## PROBLEM TO WORK ON
Lines below containing the word "FromStr" should be copied out.

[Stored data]
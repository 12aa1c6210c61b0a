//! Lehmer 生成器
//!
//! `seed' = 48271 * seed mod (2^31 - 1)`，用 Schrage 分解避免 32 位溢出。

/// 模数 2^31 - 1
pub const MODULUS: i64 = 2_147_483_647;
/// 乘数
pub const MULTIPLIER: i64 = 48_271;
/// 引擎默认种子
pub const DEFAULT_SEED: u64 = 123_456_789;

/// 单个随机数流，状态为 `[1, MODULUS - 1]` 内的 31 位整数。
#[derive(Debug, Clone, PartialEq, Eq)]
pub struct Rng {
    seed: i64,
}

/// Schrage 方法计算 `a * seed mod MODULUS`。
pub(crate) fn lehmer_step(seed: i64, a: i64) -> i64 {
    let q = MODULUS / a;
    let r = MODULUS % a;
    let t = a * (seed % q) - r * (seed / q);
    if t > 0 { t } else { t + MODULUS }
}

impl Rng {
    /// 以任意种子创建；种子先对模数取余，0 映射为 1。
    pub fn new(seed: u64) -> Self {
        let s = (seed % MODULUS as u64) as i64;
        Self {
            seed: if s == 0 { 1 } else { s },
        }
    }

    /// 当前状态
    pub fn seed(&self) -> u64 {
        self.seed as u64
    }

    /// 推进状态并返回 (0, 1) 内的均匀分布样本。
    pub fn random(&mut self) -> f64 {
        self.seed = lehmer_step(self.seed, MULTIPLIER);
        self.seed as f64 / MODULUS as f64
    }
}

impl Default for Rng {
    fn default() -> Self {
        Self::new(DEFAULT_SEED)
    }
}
* * *
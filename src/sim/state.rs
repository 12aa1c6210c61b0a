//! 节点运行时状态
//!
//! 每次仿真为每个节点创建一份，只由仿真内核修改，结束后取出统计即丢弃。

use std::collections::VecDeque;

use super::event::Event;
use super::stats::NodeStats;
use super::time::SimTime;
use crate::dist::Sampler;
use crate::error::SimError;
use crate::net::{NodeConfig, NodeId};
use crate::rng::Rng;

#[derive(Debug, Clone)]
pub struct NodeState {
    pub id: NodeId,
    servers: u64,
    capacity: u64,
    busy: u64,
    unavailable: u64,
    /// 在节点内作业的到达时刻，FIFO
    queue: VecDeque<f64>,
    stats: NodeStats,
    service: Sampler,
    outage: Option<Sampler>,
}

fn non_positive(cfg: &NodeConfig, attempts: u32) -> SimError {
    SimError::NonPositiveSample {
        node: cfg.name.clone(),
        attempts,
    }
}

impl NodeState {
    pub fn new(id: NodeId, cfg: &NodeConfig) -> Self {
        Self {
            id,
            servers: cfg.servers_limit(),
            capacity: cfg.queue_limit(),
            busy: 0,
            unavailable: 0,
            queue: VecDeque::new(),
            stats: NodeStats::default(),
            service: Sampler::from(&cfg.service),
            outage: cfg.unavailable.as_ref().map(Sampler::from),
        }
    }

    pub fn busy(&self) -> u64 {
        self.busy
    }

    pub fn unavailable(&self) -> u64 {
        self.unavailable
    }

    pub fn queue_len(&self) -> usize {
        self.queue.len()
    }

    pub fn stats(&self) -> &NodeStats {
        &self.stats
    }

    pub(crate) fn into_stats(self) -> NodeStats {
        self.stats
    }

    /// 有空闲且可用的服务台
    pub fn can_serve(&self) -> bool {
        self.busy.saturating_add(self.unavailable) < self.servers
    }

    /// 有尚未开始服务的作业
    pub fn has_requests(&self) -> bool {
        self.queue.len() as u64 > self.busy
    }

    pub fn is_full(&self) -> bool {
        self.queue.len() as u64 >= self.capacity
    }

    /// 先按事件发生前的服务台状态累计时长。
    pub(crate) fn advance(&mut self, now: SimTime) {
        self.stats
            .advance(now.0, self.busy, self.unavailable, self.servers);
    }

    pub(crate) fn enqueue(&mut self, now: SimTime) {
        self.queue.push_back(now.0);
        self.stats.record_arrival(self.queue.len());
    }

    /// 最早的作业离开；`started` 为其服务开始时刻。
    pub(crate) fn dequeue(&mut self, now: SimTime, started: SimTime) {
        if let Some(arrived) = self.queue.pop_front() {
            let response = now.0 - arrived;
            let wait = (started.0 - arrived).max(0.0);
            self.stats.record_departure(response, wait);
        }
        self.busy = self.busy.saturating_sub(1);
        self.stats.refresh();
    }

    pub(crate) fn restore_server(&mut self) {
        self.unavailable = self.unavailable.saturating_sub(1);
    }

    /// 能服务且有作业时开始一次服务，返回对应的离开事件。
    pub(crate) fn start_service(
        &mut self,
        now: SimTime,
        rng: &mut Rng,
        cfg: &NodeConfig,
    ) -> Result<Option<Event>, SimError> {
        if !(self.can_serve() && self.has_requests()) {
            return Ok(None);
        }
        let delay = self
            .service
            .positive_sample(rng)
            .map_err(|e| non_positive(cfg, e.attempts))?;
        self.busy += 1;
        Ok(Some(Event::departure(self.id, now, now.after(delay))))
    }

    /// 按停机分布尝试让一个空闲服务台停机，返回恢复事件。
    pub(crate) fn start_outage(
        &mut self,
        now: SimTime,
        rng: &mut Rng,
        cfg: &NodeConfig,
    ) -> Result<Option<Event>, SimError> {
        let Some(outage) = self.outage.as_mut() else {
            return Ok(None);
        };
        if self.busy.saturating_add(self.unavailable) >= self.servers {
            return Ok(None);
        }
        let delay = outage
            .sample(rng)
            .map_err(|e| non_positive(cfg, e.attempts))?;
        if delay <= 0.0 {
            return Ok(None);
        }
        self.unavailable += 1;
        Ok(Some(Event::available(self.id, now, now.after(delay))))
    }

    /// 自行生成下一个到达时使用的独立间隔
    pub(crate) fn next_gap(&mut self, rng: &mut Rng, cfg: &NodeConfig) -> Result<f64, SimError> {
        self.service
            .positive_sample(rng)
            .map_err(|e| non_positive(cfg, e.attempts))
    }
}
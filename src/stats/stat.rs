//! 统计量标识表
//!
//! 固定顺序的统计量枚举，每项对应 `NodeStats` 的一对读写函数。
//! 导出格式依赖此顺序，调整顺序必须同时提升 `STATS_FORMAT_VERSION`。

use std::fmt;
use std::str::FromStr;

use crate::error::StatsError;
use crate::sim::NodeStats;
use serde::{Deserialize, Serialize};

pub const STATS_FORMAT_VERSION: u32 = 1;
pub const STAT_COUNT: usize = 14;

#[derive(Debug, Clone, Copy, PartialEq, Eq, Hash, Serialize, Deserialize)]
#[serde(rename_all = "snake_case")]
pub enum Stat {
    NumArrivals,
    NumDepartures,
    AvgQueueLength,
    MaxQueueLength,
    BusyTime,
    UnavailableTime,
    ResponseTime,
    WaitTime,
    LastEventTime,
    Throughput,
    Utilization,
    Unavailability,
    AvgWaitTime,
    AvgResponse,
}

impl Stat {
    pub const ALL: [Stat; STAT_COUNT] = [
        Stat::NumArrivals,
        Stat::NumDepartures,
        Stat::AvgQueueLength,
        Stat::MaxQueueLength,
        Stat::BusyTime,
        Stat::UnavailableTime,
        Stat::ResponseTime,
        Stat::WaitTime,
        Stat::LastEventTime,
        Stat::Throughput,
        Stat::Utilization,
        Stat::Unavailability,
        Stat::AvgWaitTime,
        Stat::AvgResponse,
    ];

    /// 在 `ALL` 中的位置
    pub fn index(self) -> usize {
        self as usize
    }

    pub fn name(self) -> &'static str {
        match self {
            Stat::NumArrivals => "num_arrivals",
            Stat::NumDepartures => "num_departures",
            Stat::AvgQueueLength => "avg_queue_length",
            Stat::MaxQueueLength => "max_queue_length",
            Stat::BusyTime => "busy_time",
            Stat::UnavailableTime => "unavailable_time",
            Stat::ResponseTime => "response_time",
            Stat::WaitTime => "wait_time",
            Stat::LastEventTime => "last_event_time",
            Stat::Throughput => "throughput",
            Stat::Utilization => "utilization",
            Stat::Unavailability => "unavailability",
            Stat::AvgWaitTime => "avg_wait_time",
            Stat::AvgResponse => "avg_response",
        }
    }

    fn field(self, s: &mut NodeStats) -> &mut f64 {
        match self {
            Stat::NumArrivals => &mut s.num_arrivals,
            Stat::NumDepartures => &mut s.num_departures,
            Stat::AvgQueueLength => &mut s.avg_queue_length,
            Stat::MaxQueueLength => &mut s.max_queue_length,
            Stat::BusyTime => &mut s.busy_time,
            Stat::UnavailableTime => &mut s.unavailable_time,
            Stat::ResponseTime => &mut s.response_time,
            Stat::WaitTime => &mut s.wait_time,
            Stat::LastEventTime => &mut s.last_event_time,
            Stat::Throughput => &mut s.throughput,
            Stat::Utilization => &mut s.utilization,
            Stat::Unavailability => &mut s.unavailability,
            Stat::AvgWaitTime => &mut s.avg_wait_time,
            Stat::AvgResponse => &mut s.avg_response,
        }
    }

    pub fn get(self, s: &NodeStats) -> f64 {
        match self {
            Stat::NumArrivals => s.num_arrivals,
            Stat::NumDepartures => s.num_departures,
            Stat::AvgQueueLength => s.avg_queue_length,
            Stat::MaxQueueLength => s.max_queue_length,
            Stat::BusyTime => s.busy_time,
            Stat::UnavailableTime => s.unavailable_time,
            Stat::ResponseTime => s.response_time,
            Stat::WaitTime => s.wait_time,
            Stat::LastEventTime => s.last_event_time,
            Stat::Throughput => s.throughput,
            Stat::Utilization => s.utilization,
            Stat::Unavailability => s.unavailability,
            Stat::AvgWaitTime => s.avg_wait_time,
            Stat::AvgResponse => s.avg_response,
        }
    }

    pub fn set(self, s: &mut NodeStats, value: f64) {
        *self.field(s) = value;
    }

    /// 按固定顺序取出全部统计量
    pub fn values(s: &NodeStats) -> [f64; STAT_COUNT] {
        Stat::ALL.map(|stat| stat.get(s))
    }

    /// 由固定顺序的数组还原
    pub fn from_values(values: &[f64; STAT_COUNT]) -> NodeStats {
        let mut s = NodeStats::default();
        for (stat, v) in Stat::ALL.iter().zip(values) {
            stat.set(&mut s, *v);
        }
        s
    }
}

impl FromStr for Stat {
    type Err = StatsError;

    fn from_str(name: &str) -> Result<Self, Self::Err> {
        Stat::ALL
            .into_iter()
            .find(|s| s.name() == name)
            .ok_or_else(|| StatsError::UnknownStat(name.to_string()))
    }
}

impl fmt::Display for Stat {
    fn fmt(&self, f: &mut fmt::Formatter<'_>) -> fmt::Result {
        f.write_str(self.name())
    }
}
...
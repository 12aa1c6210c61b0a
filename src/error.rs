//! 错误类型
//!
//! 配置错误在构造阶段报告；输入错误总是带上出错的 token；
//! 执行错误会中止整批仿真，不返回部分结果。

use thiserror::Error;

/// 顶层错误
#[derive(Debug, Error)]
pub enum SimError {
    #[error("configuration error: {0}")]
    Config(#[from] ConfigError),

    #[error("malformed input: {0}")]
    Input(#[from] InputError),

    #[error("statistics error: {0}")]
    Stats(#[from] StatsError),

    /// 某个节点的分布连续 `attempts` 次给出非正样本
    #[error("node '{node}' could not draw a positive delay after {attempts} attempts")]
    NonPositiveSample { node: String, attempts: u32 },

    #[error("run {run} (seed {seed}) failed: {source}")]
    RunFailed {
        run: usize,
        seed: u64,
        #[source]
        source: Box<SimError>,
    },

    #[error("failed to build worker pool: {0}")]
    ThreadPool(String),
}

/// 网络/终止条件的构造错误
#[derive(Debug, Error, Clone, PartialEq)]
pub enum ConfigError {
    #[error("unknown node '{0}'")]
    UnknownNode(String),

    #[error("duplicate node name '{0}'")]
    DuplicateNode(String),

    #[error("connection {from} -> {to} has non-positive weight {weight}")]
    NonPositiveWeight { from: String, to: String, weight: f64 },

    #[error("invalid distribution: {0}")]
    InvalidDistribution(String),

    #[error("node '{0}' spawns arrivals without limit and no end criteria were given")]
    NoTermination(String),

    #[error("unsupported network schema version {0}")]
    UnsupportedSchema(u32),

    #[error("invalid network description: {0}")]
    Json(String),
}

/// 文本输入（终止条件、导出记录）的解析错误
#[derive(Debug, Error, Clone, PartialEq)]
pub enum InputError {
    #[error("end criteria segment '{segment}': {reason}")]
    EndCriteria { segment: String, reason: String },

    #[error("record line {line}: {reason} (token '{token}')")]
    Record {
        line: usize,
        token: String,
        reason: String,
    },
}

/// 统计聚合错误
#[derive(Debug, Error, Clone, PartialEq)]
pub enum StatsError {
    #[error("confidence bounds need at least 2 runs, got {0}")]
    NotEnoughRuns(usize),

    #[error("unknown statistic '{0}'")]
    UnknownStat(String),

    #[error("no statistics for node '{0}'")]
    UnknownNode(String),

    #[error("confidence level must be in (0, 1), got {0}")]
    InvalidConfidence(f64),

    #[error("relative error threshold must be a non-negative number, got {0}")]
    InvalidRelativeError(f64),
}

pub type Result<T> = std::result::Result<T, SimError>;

## EXPECTED ANSWER
use std::str::FromStr;
impl FromStr for Stat {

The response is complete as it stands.